### TASK ITEM
Would you reproduce exactly the lines below from the one holding "fn write(&mut self, data: &[u8]) -> Result<usize, KernelError>;" through the one holding "It owns the", inclusive, and no others?

### Collected data entries
* * * * * * *

//! Console device.
//!
//! Descriptors 0 and 1 of every user program are wired to a console rather
//! than to the filesystem. A console is anything implementing [`Teletype`];
//! processes share it through a [`Console`] handle, which serializes access.
use crate::{KernelError, sync::SpinLock};
use alloc::sync::Arc;

/// A character device that user programs read from and write to.
pub trait Teletype
where
    Self: Send,
{
    /// Writes `data` to the device, returning the number of bytes written.
    fn write(&mut self, data: &[u8]) -> Result<usize, KernelError>;

    /// Reads up to `data.len()` bytes from the device.
    fn read(&mut self, data: &mut [u8]) -> Result<usize, KernelError>;
}

/// A shared handle to a console device.
#[derive(Clone)]
pub struct Console(Arc<SpinLock<dyn Teletype>>);

impl Console {
    /// Wraps a device.
    pub fn new(tty: impl Teletype + 'static) -> Self {
        Self(Arc::new(SpinLock::new(tty)))
    }

    /// Writes the whole buffer to the device in one critical section, so
    /// output of concurrent processes does not interleave within a call.
    pub fn write(&self, data: &[u8]) -> Result<usize, KernelError> {
        let mut guard = self.0.lock();
        let r = guard.write(data);
        guard.unlock();
        r
    }

    /// Reads from the device.
    pub fn read(&self, data: &mut [u8]) -> Result<usize, KernelError> {
        let mut guard = self.0.lock();
        let r = guard.read(data);
        guard.unlock();
        r
    }
}

impl core::fmt::Write for Console {
    fn write_str(&mut self, s: &str) -> core::fmt::Result {
        Console::write(self, s.as_bytes())
            .map(|_| ())
            .map_err(|_| core::fmt::Error)
    }
}

/// A console that discards output and has no input.
#[derive(Default)]
pub struct Null;

impl Teletype for Null {
    fn write(&mut self, data: &[u8]) -> Result<usize, KernelError> {
        Ok(data.len())
    }

    fn read(&mut self, _data: &mut [u8]) -> Result<usize, KernelError> {
        Ok(0)
    }
}
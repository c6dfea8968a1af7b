//! # Memory State of a process
//!
//! The state of a process's memory is represented by the [`MmStruct`]
//! structure, similar to the Linux kernel's `struct mm_struct`. It owns the
//! process's [`Pager`] and serves the memory mapping system calls, **mmap**
//! and **munmap**.
//!
//! ## The mapping gate
//!
//! A user program may pass anything as `mmap` arguments, but a [`Pager`] is
//! only ever asked to map a request that is structurally sound.
//! [`MmStruct::mmap`] checks, in this order, and rejects the request with no
//! side effect at the first failure:
//!
//! 1. the file offset is non-negative and a multiple of [`PAGE_SIZE`];
//! 2. the address is non-null and page-aligned;
//! 3. the address lies in user space;
//! 4. the descriptor is not one of the console descriptors;
//! 5. the length, read as a signed quantity, is strictly positive;
//! 6. the end of the range does not wrap and stays in user space;
//! 7. no page of the range is already owned by the process;
//! 8. the descriptor names an open file.
//!
//! The mapping is then made with an independent handle to the file, so
//! closing the descriptor afterwards leaves the mapping intact.
//!
//! `munmap` forwards the address to the pager unchanged; the pager rejects an
//! address that is not the base of a mapping.
use crate::{
    file_struct::{FileDescriptor, FileStruct, STDIN, STDOUT},
    pager::{PageDescription, Pager},
    syscall::SyscallAbi,
};
use kernel::{
    KernelError,
    addressing::{KERN_BASE, PAGE_SIZE, Va},
    fs::RegularFile,
    mm::{Page, Permission},
};

/// The [`MmStruct`] represents the memory state for a specific process.
pub struct MmStruct<P: Pager> {
    /// The pager that owns the supplemental page table.
    pub pager: P,
}

impl<P: Pager> Default for MmStruct<P> {
    fn default() -> Self {
        Self::new()
    }
}

impl<P: Pager> MmStruct<P> {
    /// Creates a new [`MmStruct`] with an empty address space.
    pub fn new() -> Self {
        Self { pager: P::new() }
    }

    /// Looks up the page covering `va` without loading it.
    #[inline]
    pub fn find_page(&self, va: Va) -> Option<PageDescription> {
        self.pager.find_page(va)
    }

    /// Runs `f` on the frame behind the page covering `va`, loading the page
    /// first if needed.
    ///
    /// Fails with [`KernelError::BadAddress`] if the page is not owned or
    /// cannot be loaded.
    pub fn get_user_page_and<R>(
        &mut self,
        va: Va,
        is_write: bool,
        f: impl FnOnce(&mut Page, Permission) -> R,
    ) -> Result<R, KernelError> {
        self.pager
            .get_user_page(va, is_write)
            .map(|(page, permission)| f(page, permission))
            .ok_or(KernelError::BadAddress)
    }

    /// Hands a request that passed the mapping gate to the pager.
    pub fn do_mmap(
        &mut self,
        addr: Va,
        size: usize,
        writable: bool,
        file: RegularFile,
        offset: usize,
    ) -> Result<usize, KernelError> {
        self.pager.mmap(addr, size, writable, file, offset)
    }

    /// Maps a file into the process's virtual address space.
    ///
    /// ```c
    /// void *mmap(void *addr, size_t length, int writable, int fd, off_t offset);
    /// ```
    ///
    /// # Returns
    /// - `Ok(addr)`: the base of the new mapping.
    /// - `Err([KernelError])`: the request was rejected and nothing changed.
    ///   The caller reports this as `NULL`.
    pub fn mmap(&mut self, fstate: &FileStruct, abi: &SyscallAbi) -> Result<usize, KernelError> {
        let addr = abi.arg1;
        let length = abi.arg2;
        let writable = abi.arg3 as i32 != 0;
        let fd = FileDescriptor(abi.arg4 as i32);
        let offset = abi.arg5 as i32;

        if offset < 0 || offset as usize % PAGE_SIZE != 0 {
            debug!("mmap: misaligned offset {:#x}", offset);
            return Err(KernelError::InvalidArgument);
        }
        let base = Va::new(addr).ok_or(KernelError::BadAddress)?;
        if base.is_null() || !base.is_page_aligned() {
            debug!("mmap: bad address {:#x}", addr);
            return Err(KernelError::InvalidArgument);
        }
        if base.is_kernel() {
            debug!("mmap: kernel address {:#x}", addr);
            return Err(KernelError::BadAddress);
        }
        if fd == STDIN || fd == STDOUT {
            debug!("mmap: console descriptor {}", fd.0);
            return Err(KernelError::BadFileDescriptor);
        }
        if length as isize <= 0 {
            debug!("mmap: bad length {:#x}", length);
            return Err(KernelError::InvalidArgument);
        }
        let end = base
            .checked_add(length)
            .filter(|end| end.into_usize() <= KERN_BASE)
            .ok_or(KernelError::BadAddress)?;
        if self.pager.overlaps(base..end) {
            debug!("mmap: {:#x}..{:#x} overlaps", addr, end.into_usize());
            return Err(KernelError::InvalidArgument);
        }
        let file = fstate
            .get_file(fd)
            .ok_or(KernelError::BadFileDescriptor)?
            .reopen();

        self.do_mmap(base, length, writable, file, offset as usize)
    }

    /// Unmaps the mapping whose base is `abi.arg1`.
    ///
    /// ```c
    /// void munmap(void *addr);
    /// ```
    pub fn munmap(&mut self, abi: &SyscallAbi) -> Result<usize, KernelError> {
        let addr = Va::new(abi.arg1).ok_or(KernelError::InvalidArgument)?;
        self.pager.munmap(addr)
    }

    /// Creates a copy of the memory state for a forked child.
    pub fn duplicate(&self) -> Result<Self, KernelError> {
        Ok(Self {
            pager: self.pager.duplicate()?,
        })
    }
}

* * * * * * *

### FINISHED EXERCISE
    fn write(&mut self, data: &[u8]) -> Result<usize, KernelError>;

    /// Reads up to `data.len()` bytes from the device.
    fn read(&mut self, data: &mut [u8]) -> Result<usize, KernelError>;
}

/// A shared handle to a console device.
#[derive(Clone)]
pub struct Console(Arc<SpinLock<dyn Teletype>>);

impl Console {
    /// Wraps a device.
    pub fn new(tty: impl Teletype + 'static) -> Self {
        Self(Arc::new(SpinLock::new(tty)))
    }

    /// Writes the whole buffer to the device in one critical section, so
    /// output of concurrent processes does not interleave within a call.
    pub fn write(&self, data: &[u8]) -> Result<usize, KernelError> {
        let mut guard = self.0.lock();
        let r = guard.write(data);
        guard.unlock();
        r
    }

    /// Reads from the device.
    pub fn read(&self, data: &mut [u8]) -> Result<usize, KernelError> {
        let mut guard = self.0.lock();
        let r = guard.read(data);
        guard.unlock();
        r
    }
}

impl core::fmt::Write for Console {
    fn write_str(&mut self, s: &str) -> core::fmt::Result {
        Console::write(self, s.as_bytes())
            .map(|_| ())
            .map_err(|_| core::fmt::Error)
    }
}

/// A console that discards output and has no input.
#[derive(Default)]
pub struct Null;

impl Teletype for Null {
    fn write(&mut self, data: &[u8]) -> Result<usize, KernelError> {
        Ok(data.len())
    }

    fn read(&mut self, _data: &mut [u8]) -> Result<usize, KernelError> {
        Ok(0)
    }
}
repository c6dfea8968a1af7b
//! # Memory State of a process
//!
//! The state of a process's memory is represented by the [`MmStruct`]
//! structure, similar to the Linux kernel's `struct mm_struct`. It owns the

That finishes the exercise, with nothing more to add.